Stored items
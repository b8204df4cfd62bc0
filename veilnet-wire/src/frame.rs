use std::io::{self, Read, Write};

use byteorder::{LittleEndian, ReadBytesExt, WriteBytesExt};
use thiserror::Error;

use crate::packet::Packet;
use veilnet_cipher::SymProvider;

/// Reads beyond the length prefix happen in chunks this large, mirroring
/// the teacher's fixed re-used read buffer rather than allocating per
/// call.
const READ_CHUNK: usize = 512;

#[derive(Debug, Error)]
pub enum WireError {
    #[error("io error: {0}")]
    Io(#[from] io::Error),
    #[error("peer closed mid-frame: {missing} bytes short of the advertised length")]
    ShortFrame { missing: usize },
    #[error("failed to encode packet: {0}")]
    Encode(bincode::Error),
    #[error("failed to decode packet: {0}")]
    Decode(bincode::Error),
}

impl WireError {
    /// True for a read that simply hasn't produced the next frame's
    /// length prefix yet (a transient `ReadTimeout`); the reader loop
    /// treats this as "try again", not as an error to count.
    pub fn is_timeout(&self) -> bool {
        matches!(
            self,
            WireError::Io(e) if matches!(e.kind(), io::ErrorKind::WouldBlock | io::ErrorKind::TimedOut)
        )
    }
}

/// Writes `LE32(len(payload)) ++ payload`. Returns the total wire byte
/// count (`4 + payload.len()`).
pub fn write_frame<W: Write>(w: &mut W, payload: &[u8]) -> Result<usize, WireError> {
    w.write_u32::<LittleEndian>(payload.len() as u32)?;
    w.write_all(payload)?;
    Ok(4 + payload.len())
}

/// Reads one length-prefixed frame. Short reads after the length prefix
/// has started concatenate until the advertised length is reached; EOF
/// before that point is `ShortFrame`, a fatal error. A timeout before
/// any byte of the length prefix arrives surfaces as a plain `Io` error
/// the caller can recognize with [`WireError::is_timeout`].
pub fn read_frame<R: Read>(r: &mut R) -> Result<(Vec<u8>, usize), WireError> {
    let len = r.read_u32::<LittleEndian>()? as usize;
    let mut buf = vec![0u8; len];
    let mut filled = 0;
    while filled < len {
        let end = (filled + READ_CHUNK).min(len);
        let n = r.read(&mut buf[filled..end])?;
        if n == 0 {
            return Err(WireError::ShortFrame { missing: len - filled });
        }
        filled += n;
    }
    Ok((buf, 4 + len))
}

/// Writes an asymmetric-wrapped handshake blob as a base64 line
/// terminated by a single line feed.
pub fn write_line<W: Write>(w: &mut W, line: &str) -> Result<(), WireError> {
    w.write_all(line.as_bytes())?;
    w.write_all(b"\n")?;
    Ok(())
}

/// Reads one line terminated by `\n`, tolerating a preceding `\r` so a
/// peer that writes CRLF (the platform default on some systems) is
/// still understood.
pub fn read_line<R: Read>(r: &mut R) -> Result<String, WireError> {
    let mut bytes = Vec::new();
    let mut byte = [0u8; 1];
    loop {
        let n = r.read(&mut byte)?;
        if n == 0 {
            return Err(WireError::ShortFrame { missing: 1 });
        }
        if byte[0] == b'\n' {
            break;
        }
        bytes.push(byte[0]);
    }
    if bytes.last() == Some(&b'\r') {
        bytes.pop();
    }
    Ok(String::from_utf8_lossy(&bytes).into_owned())
}

/// Components A + B + D composed: frame, then decrypt/deserialize (or
/// serialize/encrypt) a `Packet`. This is the steady-state, post-handshake
/// read/write path.
pub fn write_encrypted_packet<W: Write>(
    w: &mut W,
    cipher: &mut SymProvider,
    packet: &Packet,
) -> Result<usize, WireError> {
    let plaintext = packet.serialize()?;
    let ciphertext = cipher.encrypt(&plaintext);
    write_frame(w, &ciphertext)
}

/// Returns `Err(WireError::Decode(_))` on a frame that read fully but
/// failed to deserialize into a `Packet`; callers use this to
/// distinguish transport corruption (recoverable, up to a limit) from a
/// genuine I/O failure.
pub fn read_encrypted_packet<R: Read>(
    r: &mut R,
    cipher: &mut SymProvider,
) -> Result<(Packet, usize), WireError> {
    let (ciphertext, wire_len) = read_frame(r)?;
    let plaintext = cipher.decrypt(&ciphertext);
    let packet = Packet::deserialize(&plaintext)?;
    Ok((packet, wire_len))
}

** What the task requires **
Go through the data line by line and work out how many lines contain "matches". Give only that number.

** Written reply **
2